Bilahare Allahütaâlâ Resul'üne şu ayetleri indirdi:

"Onlar ki, çirkin bir hayâsızlık işlediklerinde ya da ne­fislerine zulmettikleri zaman, Allah'ı hatırlayıp hemen gü­nahlarından dolayı bağışlanma isterler. Allah'tan başka gü­nahları bağışlayan kimdir? Bir de onlar yaptıkları üzerinde bildikleri halde ısrarla durmayanlardır. İşte onların mükâfatları, Rab'lerinden bağışlanma ve içinde ebedi kalacakları, altından ırmaklar akan cennetler­dir. Ve ne güzeldir amel edenlerin mükâfatı."
(Al-i İmran Suresi, 135. ve 136. ayetler)
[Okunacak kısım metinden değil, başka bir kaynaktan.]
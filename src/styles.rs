//! Theme and style system for Parlor
//!
//! The theme is handed to every module at construction instead of being read
//! from a global, so each session renders with the palette it was built with.

use ratatui::style::{Color, Modifier, Style};
use serde::{Deserialize, Serialize};
use std::fmt;
use std::str::FromStr;

/// List selection indicator shown next to the selected item
pub const LIST_HIGHLIGHT_SYMBOL: &str = "» ";

/// Theme type selector
#[derive(Debug, Clone, Copy, PartialEq, Eq, Default, Serialize, Deserialize)]
#[serde(rename_all = "lowercase")]
pub enum ThemeType {
    #[default]
    Dark,
    Light,
    /// Disable all UI colors (equivalent to `NO_COLOR=1`)
    #[serde(alias = "no-color", alias = "no_color")]
    NoColor,
}

impl FromStr for ThemeType {
    type Err = ();

    fn from_str(s: &str) -> Result<Self, Self::Err> {
        Ok(match s.to_lowercase().as_str() {
            "light" => ThemeType::Light,
            "nocolor" | "no-color" | "no_color" => ThemeType::NoColor,
            _ => ThemeType::Dark,
        })
    }
}

impl fmt::Display for ThemeType {
    fn fmt(&self, f: &mut fmt::Formatter<'_>) -> fmt::Result {
        let name = match self {
            ThemeType::Dark => "dark",
            ThemeType::Light => "light",
            ThemeType::NoColor => "nocolor",
        };
        f.write_str(name)
    }
}

/// Color palette for the application
#[derive(Debug, Clone, PartialEq, Eq)]
pub struct Theme {
    /// Theme type
    pub theme_type: ThemeType,

    // === Accents ===
    /// Main accent color (borders, titles, active tab)
    pub primary: Color,
    /// Secondary accent (contact names, message authors)
    pub secondary: Color,

    // === Semantic Colors ===
    /// Online contacts, established connection
    pub success: Color,
    /// Connecting, pending call
    pub warning: Color,
    /// Failed actions
    pub error: Color,

    // === Text Colors ===
    pub text: Color,
    pub text_muted: Color,
    pub text_emphasis: Color,

    // === UI Colors ===
    pub border: Color,
    pub border_focused: Color,
    pub highlight_bg: Color,
    pub background: Color,
}

impl Default for Theme {
    fn default() -> Self {
        Self::dark()
    }
}

impl Theme {
    pub fn new(theme_type: ThemeType) -> Self {
        match theme_type {
            ThemeType::Dark => Self::dark(),
            ThemeType::Light => Self::light(),
            ThemeType::NoColor => Self::no_color(),
        }
    }

    /// Dark theme - for dark terminal backgrounds
    pub fn dark() -> Self {
        Self {
            theme_type: ThemeType::Dark,
            primary: Color::Cyan,
            secondary: Color::Magenta,
            success: Color::Green,
            warning: Color::Yellow,
            error: Color::Red,
            text: Color::White,
            text_muted: Color::DarkGray,
            text_emphasis: Color::Yellow,
            border: Color::DarkGray,
            border_focused: Color::Cyan,
            highlight_bg: Color::DarkGray,
            background: Color::Reset,
        }
    }

    /// Light theme - for light terminal backgrounds
    pub fn light() -> Self {
        Self {
            theme_type: ThemeType::Light,
            primary: Color::Blue,
            secondary: Color::Magenta,
            success: Color::Green,
            warning: Color::Rgb(180, 120, 0),
            error: Color::Red,
            text: Color::Black,
            text_muted: Color::DarkGray,
            text_emphasis: Color::Blue,
            border: Color::DarkGray,
            border_focused: Color::Blue,
            highlight_bg: Color::Gray,
            background: Color::Reset,
        }
    }

    /// No-color theme
    ///
    /// Style helpers below avoid setting fg/bg in this mode so the terminal
    /// defaults are used.
    pub fn no_color() -> Self {
        Self {
            theme_type: ThemeType::NoColor,
            primary: Color::Reset,
            secondary: Color::Reset,
            success: Color::Reset,
            warning: Color::Reset,
            error: Color::Reset,
            text: Color::Reset,
            text_muted: Color::Reset,
            text_emphasis: Color::Reset,
            border: Color::Reset,
            border_focused: Color::Reset,
            highlight_bg: Color::Reset,
            background: Color::Reset,
        }
    }

    fn is_plain(&self) -> bool {
        self.theme_type == ThemeType::NoColor
    }

    // === Style Helpers ===

    /// Style for primary/title text
    pub fn title_style(&self) -> Style {
        if self.is_plain() {
            return Style::default().add_modifier(Modifier::BOLD);
        }
        Style::default()
            .fg(self.primary)
            .add_modifier(Modifier::BOLD)
    }

    pub fn text_style(&self) -> Style {
        if self.is_plain() {
            return Style::default();
        }
        Style::default().fg(self.text)
    }

    pub fn muted_style(&self) -> Style {
        if self.is_plain() {
            return Style::default().add_modifier(Modifier::DIM);
        }
        Style::default().fg(self.text_muted)
    }

    pub fn emphasis_style(&self) -> Style {
        if self.is_plain() {
            return Style::default().add_modifier(Modifier::BOLD);
        }
        Style::default().fg(self.text_emphasis)
    }

    /// Style for names of people (contacts, message authors)
    pub fn name_style(&self) -> Style {
        if self.is_plain() {
            return Style::default().add_modifier(Modifier::BOLD);
        }
        Style::default()
            .fg(self.secondary)
            .add_modifier(Modifier::BOLD)
    }

    pub fn success_style(&self) -> Style {
        if self.is_plain() {
            return Style::default().add_modifier(Modifier::BOLD);
        }
        Style::default().fg(self.success)
    }

    pub fn warning_style(&self) -> Style {
        if self.is_plain() {
            return Style::default().add_modifier(Modifier::BOLD);
        }
        Style::default().fg(self.warning)
    }

    pub fn error_style(&self) -> Style {
        if self.is_plain() {
            return Style::default().add_modifier(Modifier::BOLD);
        }
        Style::default().fg(self.error)
    }

    pub fn border_focused_style(&self) -> Style {
        if self.is_plain() {
            return Style::default().add_modifier(Modifier::BOLD);
        }
        Style::default().fg(self.border_focused)
    }

    pub fn border_style(&self) -> Style {
        if self.is_plain() {
            return Style::default();
        }
        Style::default().fg(self.border)
    }

    /// Style for list item highlight (selected row)
    pub fn highlight_style(&self) -> Style {
        if self.is_plain() {
            return Style::default().add_modifier(Modifier::BOLD | Modifier::REVERSED);
        }
        Style::default()
            .fg(self.text_emphasis)
            .bg(self.highlight_bg)
            .add_modifier(Modifier::BOLD)
    }

    pub fn background_style(&self) -> Style {
        if self.is_plain() {
            return Style::default();
        }
        Style::default().bg(self.background)
    }
}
Ayet nazil olduktan sonra Allah Resulü evden dışarı çıktı. Mübarek yüzü güldüğü halde sürekli bu ayeti tekrarlayıp duruyordu. Ashaba buyurdu ki:

"Kim o gencin yerini bana haber verecek?" "Filan dağda bulunuyor ya Resulullah!" dediler. Bunun üzerine Allah Resulü, ashapla birlikte orayı teşrif ettiler. Genci iki taşın arasına sıkışmış, elleri zincirle boy­nuna bağlı ve ağlamaktan kirpikleri dökülmüş bir vaziyette gördüler ki şöyle yalvarıyordu:

"Allah'ım, sen bana çok nimet verdin, ihsanda bulun­dun. Keşke beni cennete mi, yoksa cehenneme mi götüreceğini bir bilseydim! Allah'ım, günahım göklerden, yerlerden, arş ve kürsiden daha büyüktür. Keşke bir bilsey­dim, beni bağışlayacak mısın, yoksa kıyamet günü rezil rüsva mı edeceksin?"

İşte bu cümleleri tekrarlayıp ağlıyor ve başına topraklar savuruyordu. Etrafındaki hayvanlar ve başında uçan kuşlar haline acıyor, feryat ediyorlardı.

Allah Resulü gence yaklaştı. Boynundan zinciri açtı. Ba­şından toprakları temizledi ve buyurdu:

"Müjdeler olsun sana, Allah seni bağışladı." Sonra ashaba yüzünü döndürerek, şöyle buyurdu: "İşte bu gencin yaptığı gibi günahlarınızı telafi edin." Daha sonra da inen ayetleri ona okudu ve kendisini cen­netle müjdeledi.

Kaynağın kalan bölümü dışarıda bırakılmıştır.